(Stored items)
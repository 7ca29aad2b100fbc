//! One-to-many event records: protocol deviations and adverse events.

use chrono::NaiveDateTime;
use serde::{Deserialize, Serialize};

use crate::subject::Coded;

#[derive(Debug, Clone, Copy, PartialEq, Eq, Serialize, Deserialize)]
pub enum EventKind {
    Deviation,
    AdverseEvent,
}

/// One (record id, instance) row from the multi-row endpoint.
#[derive(Debug, Clone, Default, PartialEq, Serialize, Deserialize)]
pub struct EventRecord {
    pub record_id: i64,
    pub instance: i64,
    /// Treating center, joined from the subject records.
    pub site: Option<String>,
    pub deviation_flag: Option<i64>,
    pub deviation_datetime: Option<NaiveDateTime>,
    pub deviation_type: Option<Coded>,
    pub deviation_description: Option<String>,
    pub corrective_action: Option<String>,
    pub ae_flag: Option<Coded>,
    pub ae_relation: Option<Coded>,
    pub ae_severity: Option<Coded>,
    pub ae_serious: Option<Coded>,
    pub ae_date: Option<NaiveDateTime>,
    pub onset_date: Option<NaiveDateTime>,
    pub resolution_date: Option<NaiveDateTime>,
    pub ae_description: Option<String>,
    pub action_taken: Option<String>,
    pub outcome: Option<String>,
}

impl EventRecord {
    /// Classifies the record.
    ///
    /// A deviation type code makes the record a deviation; otherwise an AE
    /// flag of 1 makes it an adverse event. Anything else is neither.
    pub fn kind(&self) -> Option<EventKind> {
        if self.deviation_type.is_some() {
            Some(EventKind::Deviation)
        } else if self.ae_flag.as_ref().and_then(Coded::code) == Some(1) {
            Some(EventKind::AdverseEvent)
        } else {
            None
        }
    }

    pub fn is_deviation(&self) -> bool {
        self.kind() == Some(EventKind::Deviation)
    }

    pub fn is_adverse_event(&self) -> bool {
        self.kind() == Some(EventKind::AdverseEvent)
    }
}
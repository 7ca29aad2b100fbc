//! Weekly trial report CLI.

use clap::{ColorChoice, Parser};
use std::io::{self, IsTerminal};
use tracing::error;
use tracing::level_filters::LevelFilter;
use trialdash_cli::logging::{LogConfig, LogFormat, init_logging};

mod cli;
mod commands;
mod summary;

use crate::cli::{Cli, Command, LogFormatArg, LogLevelArg};
use crate::commands::{run_check_config, run_report, run_tables};
use crate::summary::print_summary;

fn main() {
    let cli = Cli::parse();
    cli.color.write_global();
    let log_config = log_config_from_cli(&cli);
    if let Err(error) = init_logging(&log_config) {
        eprintln!("error: failed to initialize logging: {error}");
        std::process::exit(1);
    }
    let exit_code = match cli.command {
        Command::Report(args) => match run_report(&args) {
            Ok(result) => {
                print_summary(&result);
                if result.has_errors() { 1 } else { 0 }
            }
            Err(err) => {
                error!(error = %format!("{err:#}"), "report failed");
                eprintln!("error: {err:#}");
                1
            }
        },
        Command::Tables => to_exit_code(run_tables()),
        Command::CheckConfig(args) => to_exit_code(run_check_config(&args)),
    };
    std::process::exit(exit_code);
}

fn to_exit_code(result: anyhow::Result<()>) -> i32 {
    match result {
        Ok(()) => 0,
        Err(error) => {
            eprintln!("error: {error:#}");
            1
        }
    }
}

/// Build logging configuration from CLI flags with consistent precedence.
fn log_config_from_cli(cli: &Cli) -> LogConfig {
    let mut config = LogConfig {
        level_filter: cli.verbosity.tracing_level_filter(),
        ..LogConfig::default()
    };
    config.use_env_filter = !(cli.verbosity.is_present() || cli.log_level.is_some());
    if let Some(level) = cli.log_level {
        config.level_filter = match level {
            LogLevelArg::Error => LevelFilter::ERROR,
            LogLevelArg::Warn => LevelFilter::WARN,
            LogLevelArg::Info => LevelFilter::INFO,
            LogLevelArg::Debug => LevelFilter::DEBUG,
            LogLevelArg::Trace => LevelFilter::TRACE,
        };
    }
    config.format = match cli.log_format {
        LogFormatArg::Pretty => LogFormat::Pretty,
        LogFormatArg::Compact => LogFormat::Compact,
        LogFormatArg::Json => LogFormat::Json,
    };
    config.log_file = cli.log_file.clone();
    config.log_data = cli.log_data;
    config.with_ansi = match cli.color.color {
        ColorChoice::Always => true,
        ColorChoice::Never => false,
        ColorChoice::Auto => cli.log_file.is_none() && io::stderr().is_terminal(),
    };
    config
}
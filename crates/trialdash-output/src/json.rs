//! Presentation payload: column specs plus row records keyed by column id.

use serde::Serialize;
use serde_json::{Map, Value};

use trialdash_model::{Cell, ColumnSpec, EnrollmentPoint, ReportTable};
use trialdash_tables::{Report, SheetId, TableFailure};

use crate::error::Result;

#[derive(Debug, Clone, PartialEq, Serialize)]
pub struct ColumnPayload {
    pub group: Option<String>,
    pub label: String,
    pub id: String,
}

impl From<&ColumnSpec> for ColumnPayload {
    fn from(column: &ColumnSpec) -> Self {
        Self {
            group: column.group.clone(),
            label: column.label.clone(),
            id: column.id(),
        }
    }
}

#[derive(Debug, Clone, PartialEq, Serialize)]
pub struct TablePayload {
    pub id: SheetId,
    pub name: &'static str,
    pub title: String,
    pub placeholder: bool,
    pub columns: Vec<ColumnPayload>,
    pub rows: Vec<Map<String, Value>>,
}

#[derive(Debug, Clone, PartialEq, Serialize)]
pub struct ReportPayload<'a> {
    pub date_message: &'a str,
    pub range_message: &'a str,
    pub tables: Vec<TablePayload>,
    pub enrollment: &'a [EnrollmentPoint],
    pub failures: &'a [TableFailure],
}

/// JSON value of one cell. Dates use the display format of the sheets.
pub fn cell_value(cell: &Cell) -> Value {
    match cell {
        Cell::Int(value) => Value::from(*value),
        Cell::Float(value) => serde_json::Number::from_f64(*value).map_or(Value::Null, Value::Number),
        Cell::Date(_) => Value::String(cell.to_string()),
        Cell::Text(value) => Value::String(value.clone()),
        Cell::Empty => Value::Null,
    }
}

pub fn table_payload(id: SheetId, name: &'static str, table: &ReportTable) -> TablePayload {
    let columns: Vec<ColumnPayload> = table.columns.iter().map(ColumnPayload::from).collect();
    let rows = table
        .rows
        .iter()
        .map(|row| {
            columns
                .iter()
                .zip(row)
                .map(|(column, cell)| (column.id.clone(), cell_value(cell)))
                .collect()
        })
        .collect();
    TablePayload {
        id,
        name,
        title: table.title.clone(),
        placeholder: table.is_placeholder(),
        columns,
        rows,
    }
}

pub fn report_payload(report: &Report) -> ReportPayload<'_> {
    ReportPayload {
        date_message: &report.date_message,
        range_message: &report.range_message,
        tables: report
            .sheets
            .iter()
            .map(|sheet| table_payload(sheet.id, sheet.name, &sheet.table))
            .collect(),
        enrollment: &report.curve.points,
        failures: &report.failures,
    }
}

/// The whole report as the payload consumed by the presentation layer.
pub fn report_to_json(report: &Report) -> Result<Value> {
    Ok(serde_json::to_value(report_payload(report))?)
}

• **ABOUT THIS TASK**
Among the lines above, show every one that contains the string "EventKind".

• **OUTPUT BELOW**
pub enum EventKind {
    pub fn kind(&self) -> Option<EventKind> {
            Some(EventKind::Deviation)
            Some(EventKind::AdverseEvent)
        self.kind() == Some(EventKind::Deviation)
        self.kind() == Some(EventKind::AdverseEvent)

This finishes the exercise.